Falta poco para que empiece el desfile de las Mil Polleras en Los Santos. Qué fogaje. Se podría asar una lechona nada más con este sol. Pero, ¿qué es ese sonido? No es tamborito,  ni bombitas. Es –chin chin– mi celular anunciando que se está quedando sin batería. ¡Otra vez!

Le digo a la gente que está conmigo en el parque que tengo que hacer algo urgente. Corro. Me pongo a buscar una tienda, una refresquería, una panadería, lo que sea donde pueda cargar mi teléfono. Encuentro una tiendita con un tomacorriente expuesto. Pido una malta (soy de esa gente rara que prefiere la malta, aunque tenga sopotocientas calorías),  y como quien no quiere la cosa, a esas alturas yo estaba dispuesta a pagar, le pregunto a la señora que me atiende que si no es mucha molestia me permita poner a cargar el celular. Haciendo muestra de la buena fe de la gente de provincias me dice: “sí, sí, cómo no”.
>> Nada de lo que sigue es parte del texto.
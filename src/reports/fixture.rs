//! Small hand-checked dataset shared by the report tests
//!
//! Line revenue per order:
//!
//! | order | customer | employee | shipper | date       | revenue |
//! |-------|----------|----------|---------|------------|---------|
//! | 10    | ALFKI    | 1        | 1       | 2023-01-10 | 200     |
//! | 11    | BONAP    | 2        | 2       | 2023-03-15 | 200     |
//! | 12    | ALFKI    | 1        | 1       | 2024-01-05 | 280     |
//! | 13    | CHOPS    | 3        | 3       | 2024-01-20 | 500     |
//! | 14    | BONAP    | 2        | 1       | 2024-02-11 | 150     |
//! | 15    | DUMON    | 1        | 2       | 2024-02-28 | 150     |
//!
//! Total revenue is 1480. Product totals: Chai 420, Chang 800,
//! Aniseed Syrup 250, Ikura 10.

use chrono::NaiveDate;
use rust_decimal::Decimal;

use crate::models::{
    Category, Customer, Employee, Money, Order, OrderLine, Product, Shipper, Supplier,
};
use crate::storage::Dataset;

pub fn date(year: i32, month: u32, day: u32) -> NaiveDate {
    NaiveDate::from_ymd_opt(year, month, day).unwrap()
}

pub fn line(order: u32, product: u32, price_cents: i64, quantity: u32, discount: Decimal) -> OrderLine {
    OrderLine::new(order, product, Money::from_cents(price_cents), quantity, discount)
}

pub fn northwind() -> Dataset {
    Dataset {
        customers: Some(vec![
            Customer::new("ALFKI", "Alfreds Futterkiste", "Germany"),
            Customer::new("BONAP", "Bon app'", "France"),
            Customer::new("CHOPS", "Chop-suey Chinese", "Switzerland"),
            Customer::new("DUMON", "Du monde entier", "France"),
        ]),
        orders: Some(vec![
            Order::new(10, "ALFKI", 1, 1, date(2023, 1, 10)),
            Order::new(11, "BONAP", 2, 2, date(2023, 3, 15)),
            Order::new(12, "ALFKI", 1, 1, date(2024, 1, 5)),
            Order::new(13, "CHOPS", 3, 3, date(2024, 1, 20)),
            Order::new(14, "BONAP", 2, 1, date(2024, 2, 11)),
            Order::new(15, "DUMON", 1, 2, date(2024, 2, 28)),
        ]),
        order_details: Some(vec![
            line(10, 1, 1000, 10, Decimal::ZERO),
            line(10, 3, 2000, 5, Decimal::ZERO),
            line(11, 2, 2500, 8, Decimal::ZERO),
            line(12, 1, 1000, 30, Decimal::new(10, 2)),
            line(12, 4, 500, 2, Decimal::ZERO),
            line(13, 2, 2500, 20, Decimal::ZERO),
            line(14, 3, 2000, 10, Decimal::new(25, 2)),
            line(15, 2, 2500, 4, Decimal::ZERO),
            line(15, 1, 1000, 5, Decimal::ZERO),
        ]),
        products: Some(vec![
            Product::new(1, "Chai", 1, 1),
            Product::new(2, "Chang", 1, 1),
            Product::new(3, "Aniseed Syrup", 2, 2),
            Product::new(4, "Ikura", 3, 3),
        ]),
        categories: Some(vec![
            Category::new(1, "Beverages"),
            Category::new(2, "Condiments"),
            Category::new(3, "Seafood"),
        ]),
        suppliers: Some(vec![
            Supplier::new(1, "Exotic Liquids"),
            Supplier::new(2, "New Orleans Cajun Delights"),
            Supplier::new(3, "Tokyo Traders"),
        ]),
        employees: Some(vec![
            Employee::new(1, "Nancy", "Davolio"),
            Employee::new(2, "Andrew", "Fuller"),
            Employee::new(3, "Janet", "Leverling"),
        ]),
        shippers: Some(vec![
            Shipper::new(1, "Speedy Express"),
            Shipper::new(2, "United Package"),
            Shipper::new(3, "Federal Shipping"),
        ]),
    }
}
Hago malabarismos porque el cable es muy corto y no sé bien dónde apoyar el teléfono, pero logro conectarlo. Me tomo la malta con lentitud mayor. Parezco un parrandero limpio de esos que pretende que un vaso de seco le dure hasta la medianoche.  Después de cinco minutos velando mi celular, siento lástima por mí.Hacer ese viaje a Los Santos para esto: velar un teléfono. En vez de estar llenándome los ojos con la belleza de las polleras (por allí había visto pasar una cabeza de tembleques toda de oro, o moviendo los pies al ritmo de las cajas y las tumbas), estoy allí vigilando un aparato.  Justo yo, que siempre me río, (sí, así de mala soy), de esa gente que se angustia porque se le acabó la batería como si fuera el fin del mundo. Pero tenía una excusa; más o menos. Quería compartir con las redes sociales de la revista para la que trabajo fotos del desfile.
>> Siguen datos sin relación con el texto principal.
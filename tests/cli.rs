//! End-to-end tests for the `northwind` binary

use std::fs;
use std::path::Path;

use assert_cmd::Command;
use predicates::prelude::*;
use serde_json::{json, Value};
use tempfile::TempDir;

const DATASET: &str = r#"{
  "customers": [
    {"CustomerID": "ALFKI", "CompanyName": "Alfreds Futterkiste", "Country": "Germany"},
    {"CustomerID": "BONAP", "CompanyName": "Bon app'", "Country": "France"},
    {"CustomerID": "CHOPS", "CompanyName": "Chop-suey Chinese", "Country": "Switzerland"},
    {"CustomerID": "DUMON", "CompanyName": "Du monde entier", "Country": "France"}
  ],
  "orders": [
    {"OrderID": 10, "CustomerID": "ALFKI", "EmployeeID": 1, "ShipVia": 1, "OrderDate": "2023-01-10"},
    {"OrderID": 11, "CustomerID": "BONAP", "EmployeeID": 2, "ShipVia": 2, "OrderDate": "2023-03-15 00:00:00"},
    {"OrderID": 12, "CustomerID": "ALFKI", "EmployeeID": 1, "ShipVia": 1, "OrderDate": "2024-01-05"},
    {"OrderID": 13, "CustomerID": "CHOPS", "EmployeeID": 3, "ShipVia": 3, "OrderDate": "2024-01-20"},
    {"OrderID": 14, "CustomerID": "BONAP", "EmployeeID": 2, "ShipVia": 1, "OrderDate": "2024-02-11"},
    {"OrderID": 15, "CustomerID": "DUMON", "EmployeeID": 1, "ShipVia": 2, "OrderDate": "2024-02-28T00:00:00Z"}
  ],
  "order_details": [
    {"OrderID": 10, "ProductID": 1, "UnitPrice": 10, "Quantity": 10, "Discount": 0},
    {"OrderID": 10, "ProductID": 3, "UnitPrice": 20, "Quantity": 5, "Discount": 0},
    {"OrderID": 11, "ProductID": 2, "UnitPrice": 25, "Quantity": 8, "Discount": 0},
    {"OrderID": 12, "ProductID": 1, "UnitPrice": 10, "Quantity": 30, "Discount": 0.1},
    {"OrderID": 12, "ProductID": 4, "UnitPrice": 5, "Quantity": 2, "Discount": 0},
    {"OrderID": 13, "ProductID": 2, "UnitPrice": 25, "Quantity": 20, "Discount": 0},
    {"OrderID": 14, "ProductID": 3, "UnitPrice": 20, "Quantity": 10, "Discount": 0.25},
    {"OrderID": 15, "ProductID": 2, "UnitPrice": 25, "Quantity": 4, "Discount": 0},
    {"OrderID": 15, "ProductID": 1, "UnitPrice": 10, "Quantity": 5, "Discount": 0}
  ],
  "products": [
    {"ProductID": 1, "ProductName": "Chai", "CategoryID": 1, "SupplierID": 1},
    {"ProductID": 2, "ProductName": "Chang", "CategoryID": 1, "SupplierID": 1},
    {"ProductID": 3, "ProductName": "Aniseed Syrup", "CategoryID": 2, "SupplierID": 2},
    {"ProductID": 4, "ProductName": "Ikura", "CategoryID": 3, "SupplierID": 3}
  ],
  "categories": [
    {"CategoryID": 1, "CategoryName": "Beverages"},
    {"CategoryID": 2, "CategoryName": "Condiments"},
    {"CategoryID": 3, "CategoryName": "Seafood"}
  ],
  "suppliers": [
    {"SupplierID": 1, "CompanyName": "Exotic Liquids", "Country": "UK"},
    {"SupplierID": 2, "CompanyName": "New Orleans Cajun Delights", "Country": "USA"},
    {"SupplierID": 3, "CompanyName": "Tokyo Traders", "Country": "Japan"}
  ],
  "employees": [
    {"EmployeeID": 1, "FirstName": "Nancy", "LastName": "Davolio"},
    {"EmployeeID": 2, "FirstName": "Andrew", "LastName": "Fuller"},
    {"EmployeeID": 3, "FirstName": "Janet", "LastName": "Leverling"}
  ],
  "shippers": [
    {"ShipperID": 1, "CompanyName": "Speedy Express"},
    {"ShipperID": 2, "CompanyName": "United Package"},
    {"ShipperID": 3, "CompanyName": "Federal Shipping"}
  ]
}"#;

/// A command isolated in its own config directory
fn northwind(home: &Path) -> Command {
    let mut cmd = Command::cargo_bin("northwind").unwrap();
    cmd.env("NORTHWIND_REPORTS_DIR", home)
        .env_remove("NORTHWIND_DATA")
        .env_remove("RUST_LOG");
    cmd
}

fn write_dataset(dir: &Path) -> std::path::PathBuf {
    let path = dir.join("northwind.json");
    fs::write(&path, DATASET).unwrap();
    path
}

#[test]
fn test_list_shows_every_report() {
    let temp = TempDir::new().unwrap();
    northwind(temp.path())
        .arg("list")
        .assert()
        .success()
        .stdout(predicate::str::contains("top-customers"))
        .stdout(predicate::str::contains("yearly-top-product"));
}

#[test]
fn test_top_customers_csv() {
    let temp = TempDir::new().unwrap();
    let data = write_dataset(temp.path());

    northwind(temp.path())
        .args(["report", "top-customers", "--format", "csv", "--data"])
        .arg(&data)
        .assert()
        .success()
        .stdout(predicate::str::starts_with(
            "customer_id,company_name,country,revenue,order_count,average_order_value\n\
             CHOPS,Chop-suey Chinese,Switzerland,500.00,1,500.00\n",
        ));
}

#[test]
fn test_yearly_growth_json() {
    let temp = TempDir::new().unwrap();
    let data = write_dataset(temp.path());

    let output = northwind(temp.path())
        .args(["report", "yearly-growth", "-f", "json", "--data"])
        .arg(&data)
        .output()
        .unwrap();
    assert!(output.status.success());

    let parsed: Value = serde_json::from_slice(&output.stdout).unwrap();
    assert_eq!(
        parsed,
        json!([
            {"year": 2023, "revenue": 400.0, "previous_revenue": null, "growth_pct": null},
            {"year": 2024, "revenue": 1080.0, "previous_revenue": 400.0, "growth_pct": 170.0}
        ])
    );
}

#[test]
fn test_table_output_uses_currency_symbol() {
    let temp = TempDir::new().unwrap();
    let data = write_dataset(temp.path());

    northwind(temp.path())
        .args(["report", "top-shipper", "--data"])
        .arg(&data)
        .assert()
        .success()
        .stdout(predicate::str::contains("Speedy Express"))
        .stdout(predicate::str::contains("$630.00"))
        .stdout(predicate::str::contains("42.57%"));
}

#[test]
fn test_missing_table_names_report_and_table() {
    let temp = TempDir::new().unwrap();
    let data = temp.path().join("partial.json");
    fs::write(&data, r#"{"customers": [], "orders": [], "order_details": []}"#).unwrap();

    northwind(temp.path())
        .args(["report", "category-leaders", "--data"])
        .arg(&data)
        .assert()
        .failure()
        .stderr(predicate::str::contains(
            "Report 'category-leaders' requires table",
        ));
}

#[test]
fn test_unknown_report() {
    let temp = TempDir::new().unwrap();
    let data = write_dataset(temp.path());

    northwind(temp.path())
        .args(["report", "best-cats", "--data"])
        .arg(&data)
        .assert()
        .failure()
        .stderr(predicate::str::contains("Unknown report: best-cats"));
}

#[test]
fn test_report_all_to_directory_and_history() {
    let temp = TempDir::new().unwrap();
    let data = write_dataset(temp.path());
    let out = temp.path().join("out");

    northwind(temp.path())
        .args(["report", "all", "--format", "yaml", "--output"])
        .arg(&out)
        .arg("--data")
        .arg(&data)
        .assert()
        .success()
        .stdout(predicate::str::contains("10 reports exported"));

    let peak = fs::read_to_string(out.join("peak-month.yaml")).unwrap();
    assert!(peak.contains("# Peak month 2024-01 with revenue $780.00"));
    assert!(peak.contains("Chang"));

    northwind(temp.path())
        .args(["history", "--limit", "3"])
        .assert()
        .success()
        .stdout(predicate::str::contains("yearly-top-product"))
        .stdout(predicate::str::contains("top-customers").not());
}

#[test]
fn test_csv_directory_dataset() {
    let temp = TempDir::new().unwrap();
    let dir = temp.path().join("csv");
    fs::create_dir(&dir).unwrap();
    fs::write(
        dir.join("customers.csv"),
        "CustomerID,CompanyName,Country\nALFKI,Alfreds Futterkiste,Germany\n",
    )
    .unwrap();
    fs::write(
        dir.join("orders.csv"),
        "OrderID,CustomerID,EmployeeID,ShipVia,OrderDate\n1,ALFKI,1,1,1997-04-02 00:00:00\n",
    )
    .unwrap();
    fs::write(
        dir.join("order_details.csv"),
        "OrderID,ProductID,UnitPrice,Quantity,Discount\n1,1,18,10,0\n",
    )
    .unwrap();

    northwind(temp.path())
        .args(["report", "top-customers", "-f", "csv", "--data"])
        .arg(&dir)
        .assert()
        .success()
        .stdout(predicate::str::contains("ALFKI,Alfreds Futterkiste,Germany,180.00,1,180.00"));

    northwind(temp.path())
        .args(["summary", "--data"])
        .arg(&dir)
        .assert()
        .success()
        .stdout(predicate::str::contains("Missing tables: products"));
}

#[test]
fn test_init_writes_settings() {
    let temp = TempDir::new().unwrap();
    let home = temp.path().join("home");

    northwind(&home).arg("init").assert().success();
    assert!(home.join("config.json").exists());

    northwind(&home)
        .arg("config")
        .assert()
        .success()
        .stdout(predicate::str::contains("Top customers:          10"));
}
La verdad no sirvió de mucho. Pasaron 20 minutos y la batería estaba tan muerta que si acaso alcanzó una rayita. Ya me daba pena seguir abusando de la hospitalitad de la señora de la tienda, aunque también le había comprado un rosquete. Me fui.

Al cruzar el parque me di cuenta de que el gazebo principal tenía arriba en sus columnas tomacorrientes y que había varios celulares conectados allí. Estaban amarrados con cinta adhesiva, cordones  de zapatillas y creo que hasta había uno atado con una correa. ¡Qué se caigan los pantalones, pero que se cargue el celular!Como escribió el periodista Daniel Domínguez en su blog de cine, vivimos tiempos en que cuando se acaba la pila del teléfono ya mínimo parece que nos ha dejado de funcionar un riñón.

En seminarios, bodas y hasta en la visita a los enfermos en la Caja de Seguro Social siempre anda alguien por allí desesperado por cargar un teléfono.Hace unos días leí en un quiosco de la terminal de transporte de Albrook el siguiente letrero: “No se sacan fotocopias, no se recargan tarjetas del Metro Bus, ni se cargan celulares”. Ese puesto estaba vacío, así que en mi opinión creo que estaba perdiendo tres grandes negocios.